Fifteen: I Tell The Thoughts To Whisper If The Words Come Leaking Out

I felt like with him, I didn’t need to speak. Our way of communication was deeper than that—I didn’t need superficial expressions of admiration or mindless small talk to pass the time. We had eyes to see—mouths to taste. And his, well, his tasted a lot like mint chocolate chip. I was out of breath completely when our lips delicately parted. My hands curled against the skin of his cheek and our foreheads rested together. Tony gently squeezed me and I breathed out, lost for a moment in the limbo that was my own mind. I closed my eyes and gripped tightly to the memory of Tony’s lips on mine, for who knows how long I’d get to keep it.

The silence broke; Tony asked something quietly. A question that was typical Tony—always doubting himself in some way. I shook my head against his, so he could feel it and really know that I didn’t want to pretend like our kiss didn’t happen. I moved my fingers against his cheeks again, his soft, precious skin I valued so much.

“Um,” Tony whispered. His voice was so far away yet so close at the same time. “Do you want me to go?” he asked.
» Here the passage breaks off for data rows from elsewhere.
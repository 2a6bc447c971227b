//! Citation marker normalization.
//!
//! Generated answers cite sources with markers like `[[citation:3]]`, but
//! models emit every malformed variant of that form: doubled brackets,
//! single brackets, mixed case, or a missing closing bracket at a chunk
//! boundary. Normalization runs four ordered passes, each collapsing one
//! malformed variant, before the final canonical substitution into the
//! renderable `[citation](N)` link form.

use once_cell::sync::Lazy;
use regex::{Captures, Regex};

static DOUBLED_OPEN: Lazy<Regex> = Lazy::new(|| Regex::new(r"\[\[([cC])itation").unwrap());
static DOUBLED_CLOSE: Lazy<Regex> = Lazy::new(|| Regex::new(r"([cC])itation:(\d+)\]\]").unwrap());
static DOUBLED_WRAPPED: Lazy<Regex> = Lazy::new(|| Regex::new(r"\[\[([cC]itation:\d+)\]\]").unwrap());
static CANONICAL: Lazy<Regex> = Lazy::new(|| Regex::new(r"\[[cC]itation:(\d+)\]").unwrap());

/// Rewrites citation markers in `text` into `[citation](N)` links.
///
/// Markers whose index falls outside `1..=source_count` are left in their
/// normalized single-bracket text form so the renderer shows them inert
/// instead of linking to a source that does not exist.
///
/// Idempotent: the canonical output contains no substring any pass matches,
/// so callers may safely re-apply the rewrite to a cumulative buffer on
/// every flush.
pub fn rewrite_citations(text: &str, source_count: usize) -> String {
    let pass1 = DOUBLED_OPEN.replace_all(text, "[${1}itation");
    let pass2 = DOUBLED_CLOSE.replace_all(&pass1, "${1}itation:${2}]");
    let pass3 = DOUBLED_WRAPPED.replace_all(&pass2, "[${1}]");
    CANONICAL
        .replace_all(&pass3, |caps: &Captures| {
            let index: usize = caps[1].parse().unwrap_or(0);
            if (1..=source_count).contains(&index) {
                format!("[citation]({index})")
            } else {
                caps[0].to_string()
            }
        })
        .into_owned()
}

/// Length in bytes of a trailing partial citation marker in `text`, or 0.
///
/// A streaming consumer must not rewrite or emit a buffer whose tail could
/// still grow into a complete marker (`[`, `[[cit`, `[citation:1`,
/// `[[citation:12]`, ...); the suffix this reports should be withheld until
/// the next chunk resolves it.
pub fn partial_marker_suffix(text: &str) -> usize {
    // A complete marker is at most "[[citation:NNNN]]"; anything further
    // back can no longer be partial.
    let mut tail_start = text.len().saturating_sub(24);
    while !text.is_char_boundary(tail_start) {
        tail_start -= 1;
    }
    let Some(rel) = text[tail_start..].rfind('[') else {
        return 0;
    };
    let mut pos = tail_start + rel;
    if pos > 0 && text.as_bytes()[pos - 1] == b'[' {
        pos -= 1;
    }
    if is_marker_prefix(&text[pos..]) {
        text.len() - pos
    } else {
        0
    }
}

fn is_marker_prefix(candidate: &str) -> bool {
    let doubled = candidate.starts_with("[[");
    let rest = candidate.trim_start_matches('[');
    if candidate.len() - rest.len() > 2 {
        return false;
    }

    const TOKEN: &str = "citation:";
    let lower = rest.to_ascii_lowercase();
    if lower.len() < TOKEN.len() {
        return TOKEN.starts_with(lower.as_str());
    }
    if !lower.starts_with(TOKEN) {
        return false;
    }

    let tail = &rest[TOKEN.len()..];
    let digits = tail.bytes().take_while(|b| b.is_ascii_digit()).count();
    match &tail[digits..] {
        // Still reading the index.
        "" => true,
        // One closing bracket down, one to go; only partial for the
        // doubled form, a single-bracket marker is already complete.
        "]" => doubled,
        _ => false,
    }
}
I opened my eyes and stared at him, trying to determine if he was asking that because he, himself, wanted to leave. I didn’t think he did—I hoped he didn’t as I shook my head again. I let out a breath of a laugh, why I didn’t even know. It was humorous, the way I could feel myself stumbling into Tony. The fall was going to be abrupt and painful—it already was—and he was going to catch me and we were both going to go down together. Humorous. It was bound to bring us both pain. Humorous because I knew we both knew that and we also both didn’t care. I didn’t care who I was at this point, I only cared about this present moment, being with him, staying with him. I trusted him. I leaned forward and opened my mouth, my breath leaving slightly. Tony was important enough for this—I wanted him to have all of me.
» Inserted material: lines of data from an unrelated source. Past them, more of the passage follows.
use std::env;

use thiserror::Error;

#[derive(Debug, Error)]
pub enum ConfigError {
    #[error("missing required environment variable: {0}")]
    MissingVar(&'static str),
    #[error("invalid value for {name}: {value}")]
    InvalidVar { name: &'static str, value: String },
}

/// Process configuration, loaded once at startup from the environment.
/// Missing credentials are a fatal configuration error, never a
/// per-request failure.
#[derive(Debug, Clone)]
pub struct AppConfig {
    pub openai_api_key: String,
    pub openai_base_url: Option<String>,
    pub chat_model: String,
    pub embedding_model: String,
    pub serper_api_key: String,
    pub backend_host: String,
    pub backend_port: u16,
    /// When set, dedup lookups go through Qdrant instead of the in-memory
    /// index.
    pub qdrant_url: Option<String>,
    /// Minimum cosine similarity for a dedup hit. Unset accepts whatever
    /// the nearest neighbor is, however weak.
    pub dedup_min_similarity: Option<f32>,
    pub related_questions_enabled: bool,
    pub backfill_interval_secs: u64,
    pub backfill_batch_size: usize,
}

impl AppConfig {
    pub fn from_env() -> Result<Self, ConfigError> {
        Ok(Self {
            openai_api_key: require("OPENAI_API_KEY")?,
            openai_base_url: optional("OPENAI_BASE_URL"),
            chat_model: optional("OPENAI_CHAT_MODEL").unwrap_or_else(|| "gpt-3.5-turbo".to_string()),
            embedding_model: optional("OPENAI_EMBEDDING_MODEL")
                .unwrap_or_else(|| "text-embedding-3-small".to_string()),
            serper_api_key: require("SERPER_API_KEY")?,
            backend_host: optional("BACKEND_HOST").unwrap_or_else(|| "0.0.0.0".to_string()),
            backend_port: parse_optional("BACKEND_PORT")?.unwrap_or(8080),
            qdrant_url: optional("QDRANT_URL"),
            dedup_min_similarity: parse_optional("DEDUP_MIN_SIMILARITY")?,
            related_questions_enabled: parse_optional("RELATED_QUESTIONS")?.unwrap_or(true),
            backfill_interval_secs: parse_optional("EMBEDDING_BACKFILL_INTERVAL_SECS")?.unwrap_or(15),
            backfill_batch_size: parse_optional("EMBEDDING_BACKFILL_BATCH_SIZE")?.unwrap_or(10),
        })
    }
}

fn require(name: &'static str) -> Result<String, ConfigError> {
    optional(name).ok_or(ConfigError::MissingVar(name))
}

fn optional(name: &'static str) -> Option<String> {
    env::var(name).ok().filter(|v| !v.trim().is_empty())
}

fn parse_optional<T: std::str::FromStr>(name: &'static str) -> Result<Option<T>, ConfigError> {
    match optional(name) {
        Some(value) => value
            .parse()
            .map(Some)
            .map_err(|_| ConfigError::InvalidVar { name, value }),
        None => Ok(None),
    }
}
So I slipped a word out, just for him, only him, so he knew.

“Stay,” I murmured.

Silence continued. For a second I wasn't confident that I had actually spoken out loud. Maybe it was all in my head. But then I felt Tony gently hold my head between his hands, tapping his fingers. “Open your eyes,” he encouraged. I didn’t even realize I had closed them, and once I came to my senses I realized they had been clenched shut. I relaxed my eyes and carefully pried them open, seeing stars a bit because of the previous pressure on them. Once my eyes refocused, I saw Tony’s face, his smile wide and his eyes sparkling. He looked so proud and ecstatic, I never thought someone would ever be like that for me. But I guess if it had to be someone, I always figured it would be Tony.

I grinned back at him and he leaned forward again, our lips connecting for a second time. He kissed me gently and I kissed back. I didn’t realize how much I craved him until now. In fact, I never knew I thought about Tony in this way until now—or maybe I did the entire time.

“What’s so funny?” Tony mumbled, drawing me back to the reality in which I was smiling into his mouth. His lips curved upwards with mine, I didn’t even have to see that he was smiling because I could already feel it. I shook my head—I wasn’t laughing because something was funny. I was laughing because I was happy.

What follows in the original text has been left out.